講演+インタビューシリーズ『ライフスタイルを見る視点』


2.社員大工による地域のリフォーム
4.社長の目が届く規模感
鈴木:  「ななこの手」というネーミングでお手伝いサービスをなさっていますよね。いつから始められたのでしょう。
湯前:  3年程前からです。ある方のマンションへ行くと、廊下の電気が切れたままになっていた。僕らには何でもないことですが、高齢者は脚立に乗るのも怖いことなんですよね。そこで近所のそれくらいのことならお手伝いできるだろうと始めました。無料でも構いませんが1時間3000円にしています。定額にしておいた方が頼みやすいですから。
中村:  面白かったのは、「洗濯機の下に猫が入り込んだから、助けて!」という依頼ですね。これはさすがに無料でさせてもらいました(笑い)。
湯前:  大工の手が空いているときにチラシをポスティングしているんですが、その方は冷蔵庫にでも貼っておいてくれたんでしょう。そのように何かあった時に思い出してもらえればいいんです。

日向建設は吹田へ来てまだ16年で、自分たちが作った家も少ない。でも中古市場には元施工と縁が切れた住宅がたくさん流通しています。そうした住宅を僕たちがリフォームしていれば、日向建設の家になるんじゃないかと思っています。僕は究極のリフォームは建替えだと思っているんですが、そういう状態になっていれば建替えの時にも真っ先に声を掛けてもらえるはずです。
鈴木:  最近のお客さんのニーズに傾向はありますか。
湯前:  すごく多様化していますね。何のために家を建てるのか、目的を絞り込むのが大変です。「借金を払うのはあなたですよ。本当に新築が必要なんですか。ひょっとすると中古の方がいいのかもしれませんよ」というところから話します。家の大きさもどんどん大きくしたがる。面積は一人世帯50m2を目安にして、1人当たり10 m2ずつ足せば十分な大きさの家になります。「大きい家にして、掃除するのはあなたですよ」と言います。お客さんにぴったりはまった器を提供することは意識しています。
松村:  設計はどなたがなさるのでしょう。
湯前:  お客さんの要望を聞いてプランニングするのは僕で、CADの図面は女子社員が描いてくれます。
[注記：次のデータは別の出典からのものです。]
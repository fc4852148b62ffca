pub mod jd_validator;
pub mod llm_client;
pub mod prompt_builder;
pub mod renderer;
pub mod session;
pub mod text_extractor;

pub use jd_validator::{JobDescriptionOracle, JobDescriptionValidator, ValidationResult};
pub use llm_client::{CompletionBackend, CompletionOracle, LlmClient, LlmError};
pub use prompt_builder::{AnalysisPrompt, PromptBuilder};
pub use renderer::ResponseRenderer;
pub use session::SessionController;
pub use text_extractor::{ExtractionResult, TextExtractor};
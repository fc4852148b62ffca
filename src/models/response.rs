use serde::{Deserialize, Serialize};

#[derive(Debug, Serialize, Deserialize)]
pub struct AnalyzeResponse {
    pub success: bool,
    pub data: AnalysisReport,
    pub processing_time_ms: u64,
}

/// Everything the page needs to show the result of one submission.
#[derive(Debug, Clone, Serialize, Deserialize)]
pub struct AnalysisReport {
    pub sections: RenderedSections,
    pub resume_chars: usize,
    pub pages: usize,
    pub low_text_warning: bool,
    pub model: String,
}

#[derive(Debug, Clone, PartialEq, Serialize, Deserialize)]
pub struct RenderedSection {
    pub key: String,
    pub title: String,
    pub body: String,
    pub html: String,
}

#[derive(Debug, Clone, PartialEq, Serialize, Deserialize)]
pub struct RenderedSections {
    pub sections: Vec<RenderedSection>,
    /// True when no section marker was recognised and the raw text is shown as-is.
    pub degraded: bool,
}

impl RenderedSections {
    pub fn get(&self, key: &str) -> Option<&RenderedSection> {
        self.sections.iter().find(|s| s.key == key)
    }

    pub fn body(&self, key: &str) -> Option<&str> {
        self.get(key).map(|s| s.body.as_str())
    }
}

#[derive(Debug, Serialize, Deserialize)]
pub struct ParseResponse {
    pub success: bool,
    pub data: ParsedResume,
    pub processing_time_ms: u64,
}

#[derive(Debug, Clone, Serialize, Deserialize)]
pub struct ParsedResume {
    pub file_name: String,
    pub preview: String,
    pub characters: usize,
    pub pages: usize,
    pub metadata: PdfMetadata,
    pub no_text_found: bool,
    pub low_text_warning: bool,
    pub job_description_chars: Option<usize>,
}

#[derive(Debug, Clone, Default, PartialEq, Serialize, Deserialize)]
pub struct PdfMetadata {
    pub title: Option<String>,
    pub author: Option<String>,
    pub file_size_bytes: usize,
}

impl AnalyzeResponse {
    pub fn new(data: AnalysisReport, processing_time_ms: u64) -> Self {
        Self {
            success: true,
            data,
            processing_time_ms,
        }
    }
}

impl ParseResponse {
    pub fn new(data: ParsedResume, processing_time_ms: u64) -> Self {
        Self {
            success: true,
            data,
            processing_time_ms,
        }
    }
}

impl PdfMetadata {
    pub fn new(file_size_bytes: usize) -> Self {
        Self {
            title: None,
            author: None,
            file_size_bytes,
        }
    }

    pub fn with_title(mut self, title: Option<String>) -> Self {
        self.title = title;
        self
    }

    pub fn with_author(mut self, author: Option<String>) -> Self {
        self.author = author;
        self
    }
}
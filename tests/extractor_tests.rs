//! Text extraction against generated PDFs

mod common;

use career_copilot::error::AppError;
use career_copilot::models::UploadedDocument;
use career_copilot::services::TextExtractor;
use common::{build_pdf, build_pdf_with_title, RESUME_TEXT};

fn upload(bytes: Vec<u8>) -> UploadedDocument {
    UploadedDocument::new("resume.pdf".to_string(), bytes).with_mime_type("application/pdf".to_string())
}

#[test]
fn test_single_page_text_is_extracted() {
    let result = TextExtractor::new().extract(&upload(build_pdf(&[RESUME_TEXT]))).unwrap();

    assert_eq!(result.pages, 1);
    assert!(!result.is_empty());
    assert!(result.text.contains(RESUME_TEXT), "got {:?}", result.text);
}

#[test]
fn test_pages_are_concatenated_in_order() {
    let pages = ["Experience at Initech", "Education at State University", "Skills Python Rust"];
    let result = TextExtractor::new().extract(&upload(build_pdf(&pages))).unwrap();

    assert_eq!(result.pages, 3);
    let positions: Vec<usize> = pages
        .iter()
        .map(|p| result.text.find(p).unwrap_or_else(|| panic!("missing {:?} in {:?}", p, result.text)))
        .collect();
    assert!(positions.windows(2).all(|w| w[0] < w[1]), "out of order: {:?}", positions);
}

#[test]
fn test_textless_pdf_reports_no_text_found() {
    let result = TextExtractor::new().extract(&upload(build_pdf(&[""]))).unwrap();

    assert_eq!(result.pages, 1);
    assert!(result.is_empty());
    assert!(matches!(result.require_text(), Err(AppError::NoTextFound)));
}

#[test]
fn test_non_pdf_bytes_are_unreadable() {
    let inputs: Vec<Vec<u8>> = vec![
        b"Jane Doe\nSoftware Engineer".to_vec(),
        vec![0u8; 64],
        b"PK\x03\x04 this is a zip file".to_vec(),
        b"%PDF-1.7 but truncated right after the header".to_vec(),
    ];

    for bytes in inputs {
        match TextExtractor::new().extract(&upload(bytes.clone())) {
            Err(AppError::UnreadableDocument { .. }) => {}
            other => panic!("Expected UnreadableDocument for {:?}, got {:?}", bytes, other),
        }
    }
}

#[test]
fn test_title_metadata_is_read() {
    let bytes = build_pdf_with_title(&[RESUME_TEXT], Some("Jane Doe Resume"));
    let result = TextExtractor::new().extract(&upload(bytes)).unwrap();

    assert_eq!(result.metadata.title.as_deref(), Some("Jane Doe Resume"));
    assert!(result.metadata.author.is_none());
}
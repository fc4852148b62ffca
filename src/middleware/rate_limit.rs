use axum::{
    extract::{Request, State},
    middleware::Next,
    response::Response,
};
use std::sync::atomic::{AtomicU64, Ordering};
use std::sync::Arc;
use tokio::sync::Semaphore;
use tracing::{debug, info, warn};

use crate::error::{AppError, RequestError};
use crate::middleware::logging::REQUEST_ID_HEADER;

/// Caps how many submissions are processed at once across the process.
#[derive(Debug)]
pub struct RequestLimiter {
    semaphore: Semaphore,
    total_requests: AtomicU64,
    rejected_requests: AtomicU64,
}

#[derive(Debug, Clone, Copy, PartialEq, Eq)]
pub struct LimiterMetrics {
    pub total_requests: u64,
    pub rejected_requests: u64,
    pub available_permits: usize,
}

impl RequestLimiter {
    pub fn new(max_concurrent_requests: usize) -> Self {
        info!(
            max_concurrent_requests = max_concurrent_requests,
            "Initializing request limiter"
        );
        Self {
            semaphore: Semaphore::new(max_concurrent_requests),
            total_requests: AtomicU64::new(0),
            rejected_requests: AtomicU64::new(0),
        }
    }

    pub fn metrics(&self) -> LimiterMetrics {
        LimiterMetrics {
            total_requests: self.total_requests.load(Ordering::Relaxed),
            rejected_requests: self.rejected_requests.load(Ordering::Relaxed),
            available_permits: self.semaphore.available_permits(),
        }
    }
}

pub async fn rate_limit_middleware(
    State(limiter): State<Arc<RequestLimiter>>,
    request: Request,
    next: Next,
) -> Result<Response, RequestError> {
    let path = request.uri().path().to_string();

    // Only the API routes do real work.
    if !path.starts_with("/api/") {
        return Ok(next.run(request).await);
    }

    let total_requests = limiter.total_requests.fetch_add(1, Ordering::Relaxed) + 1;

    let _permit = limiter.semaphore.try_acquire().map_err(|_| {
        let rejected = limiter.rejected_requests.fetch_add(1, Ordering::Relaxed) + 1;
        warn!(
            path = path,
            total_requests = total_requests,
            rejected_requests = rejected,
            "Too many concurrent submissions"
        );
        let request_id = request
            .headers()
            .get(REQUEST_ID_HEADER)
            .and_then(|v| v.to_str().ok())
            .unwrap_or_default();
        AppError::ServerBusy.for_request(request_id)
    })?;

    debug!(
        path = path,
        available_permits = limiter.semaphore.available_permits(),
        "Request permit acquired"
    );

    Ok(next.run(request).await)
}

#[cfg(test)]
mod tests {
    use super::*;

    #[test]
    fn test_fresh_limiter_metrics() {
        let limiter = RequestLimiter::new(3);
        assert_eq!(
            limiter.metrics(),
            LimiterMetrics {
                total_requests: 0,
                rejected_requests: 0,
                available_permits: 3,
            }
        );
    }

    #[test]
    fn test_permits_are_bounded() {
        let limiter = RequestLimiter::new(1);
        let held = limiter.semaphore.try_acquire().unwrap();
        assert!(limiter.semaphore.try_acquire().is_err());
        drop(held);
        assert_eq!(limiter.metrics().available_permits, 1);
    }
}
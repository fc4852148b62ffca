//! Unit tests for individual components

use axum::http::StatusCode;
use career_copilot::{
    config::Config,
    error::{AppError, ErrorCategory},
    models::{PdfMetadata, RenderedSection, RenderedSections},
};
use std::env;
use std::time::Duration;

#[test]
fn test_config_from_env() {
    // Only test in this binary that touches the environment.
    let vars = [
        ("SERVER_HOST", "127.0.0.1"),
        ("SERVER_PORT", "9090"),
        ("MAX_FILE_SIZE_MB", "5"),
        ("OPENAI_API_KEY", "  sk-test-key  "),
        ("OPENAI_MODEL", "gpt-4o"),
        ("OPENAI_TEMPERATURE", "0.7"),
        ("OPENAI_BASE_URL", "http://localhost:1234/v1/"),
        ("LLM_TIMEOUT_SECONDS", "15"),
        ("JD_MIN_LENGTH", "50"),
        ("JD_LLM_CHECK", "true"),
        ("MAX_CONCURRENT_REQUESTS", "not-a-number"),
    ];
    for (k, v) in vars {
        env::set_var(k, v);
    }

    let config = Config::from_env().unwrap();
    assert_eq!(config.server_host, "127.0.0.1");
    assert_eq!(config.server_port, 9090);
    assert_eq!(config.max_file_size_mb, 5);
    assert_eq!(config.max_file_size_bytes(), 5 * 1024 * 1024);
    assert_eq!(config.llm.api_key.as_deref(), Some("sk-test-key"));
    assert_eq!(config.llm.model, "gpt-4o");
    assert!((config.llm.temperature - 0.7).abs() < f32::EPSILON);
    assert_eq!(config.llm.base_url, "http://localhost:1234/v1");
    assert_eq!(config.llm.timeout, Duration::from_secs(15));
    assert_eq!(config.validator.min_length, 50);
    assert!(config.validator.llm_check);
    // Unparseable values fall back to the default.
    assert_eq!(config.max_concurrent_requests, 100);

    env::set_var("OPENAI_TEMPERATURE", "5.0");
    assert!(Config::from_env().is_err());

    for (k, _) in vars {
        env::remove_var(k);
    }

    let config = Config::from_env().unwrap();
    assert!(config.llm.api_key.is_none());
    assert_eq!(config.llm.model, "gpt-4o-mini");
    assert_eq!(config.validator.min_length, 30);
}

#[test]
fn test_error_codes() {
    assert_eq!(AppError::unreadable("x").error_code(), "UNREADABLE_DOCUMENT");
    assert_eq!(AppError::NoTextFound.error_code(), "NO_TEXT_FOUND");
    assert_eq!(AppError::TooShort { length: 2, minimum: 30 }.error_code(), "TOO_SHORT");
    assert_eq!(
        AppError::NotAJobDescription { reason: "x".into() }.error_code(),
        "NOT_A_JOB_DESCRIPTION"
    );
    assert_eq!(AppError::AuthenticationFailed.error_code(), "AUTHENTICATION_FAILED");
    assert_eq!(AppError::RateLimited.error_code(), "RATE_LIMITED");
    assert_eq!(AppError::upstream("x").error_code(), "UPSTREAM_ERROR");
    assert_eq!(AppError::Timeout.error_code(), "TIMEOUT");
}

#[test]
fn test_error_status_codes() {
    assert_eq!(AppError::TooShort { length: 2, minimum: 30 }.status_code(), StatusCode::BAD_REQUEST);
    assert_eq!(AppError::NoTextFound.status_code(), StatusCode::UNPROCESSABLE_ENTITY);
    assert_eq!(AppError::FileTooLarge { limit: 10 }.status_code(), StatusCode::PAYLOAD_TOO_LARGE);
    assert_eq!(AppError::RateLimited.status_code(), StatusCode::TOO_MANY_REQUESTS);
    assert_eq!(AppError::Timeout.status_code(), StatusCode::GATEWAY_TIMEOUT);
    assert_eq!(AppError::AuthenticationFailed.status_code(), StatusCode::BAD_GATEWAY);
}

#[test]
fn test_validation_rejections_are_distinct_from_system_faults() {
    let user_fixable = [
        AppError::TooShort { length: 2, minimum: 30 },
        AppError::NotAJobDescription { reason: "x".into() },
        AppError::unreadable("bad xref"),
        AppError::NoTextFound,
        AppError::MissingFile,
        AppError::MissingJobDescription,
    ];
    for err in user_fixable {
        assert_eq!(err.category(), ErrorCategory::Validation, "{:?}", err);
    }

    let faults = [
        AppError::AuthenticationFailed,
        AppError::RateLimited,
        AppError::upstream("500"),
        AppError::Timeout,
        AppError::internal("boom"),
    ];
    for err in faults {
        assert_eq!(err.category(), ErrorCategory::System, "{:?}", err);
    }
}

#[test]
fn test_error_messages_name_the_failure() {
    let msg = AppError::TooShort { length: 2, minimum: 30 }.to_string();
    assert!(msg.contains("too short"));
    assert!(msg.contains("30"));
    assert!(AppError::AuthenticationFailed.to_string().contains("credentials"));
}

#[test]
fn test_error_conversions() {
    let app_error: AppError = anyhow::anyhow!("Test error").into();
    match app_error {
        AppError::Internal { message } => assert!(message.contains("Test error")),
        _ => panic!("Expected Internal error"),
    }
}

#[tokio::test]
async fn test_elapsed_converts_to_timeout() {
    let elapsed = tokio::time::timeout(Duration::from_millis(1), std::future::pending::<()>())
        .await
        .unwrap_err();
    assert!(matches!(AppError::from(elapsed), AppError::Timeout));
}

#[test]
fn test_pdf_metadata_builder() {
    let metadata = PdfMetadata::new(1024)
        .with_title(Some("Jane Doe - Resume".to_string()))
        .with_author(None);

    assert_eq!(metadata.file_size_bytes, 1024);
    assert_eq!(metadata.title.as_deref(), Some("Jane Doe - Resume"));
    assert!(metadata.author.is_none());
}

#[test]
fn test_rendered_sections_lookup() {
    let sections = RenderedSections {
        sections: vec![RenderedSection {
            key: "summary".into(),
            title: "Tailored Professional Summary".into(),
            body: "Good fit.".into(),
            html: "<p>Good fit.</p>\n".into(),
        }],
        degraded: false,
    };
    assert_eq!(sections.body("summary"), Some("Good fit."));
    assert!(sections.get("gaps").is_none());
}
極端な話、設計者が1人と大工2人、それから事務が1人いれば工務店は成り立ちます。これなら年間1億で食べていけます。規模が大きくなると、組織を回すエネルギーが要るでしょう。ですからあまり大きくしたくないですね。今の規模だからできることは多いですね。
松村:  日向建設のやり方を支えているのは、ちょうどよい規模なんでしょうね。この規模なら、湯前さんがすべてのお客さんと会って話ができますよね。規模が大きくなって営業マンが営業をすると、上手く行かないことも多くなるでしょうね。
湯前:  そうかもしれません。でも職人にしっかりと僕の考えを伝えて教育してやれば、数が増えても大丈夫だとは思っていますよ。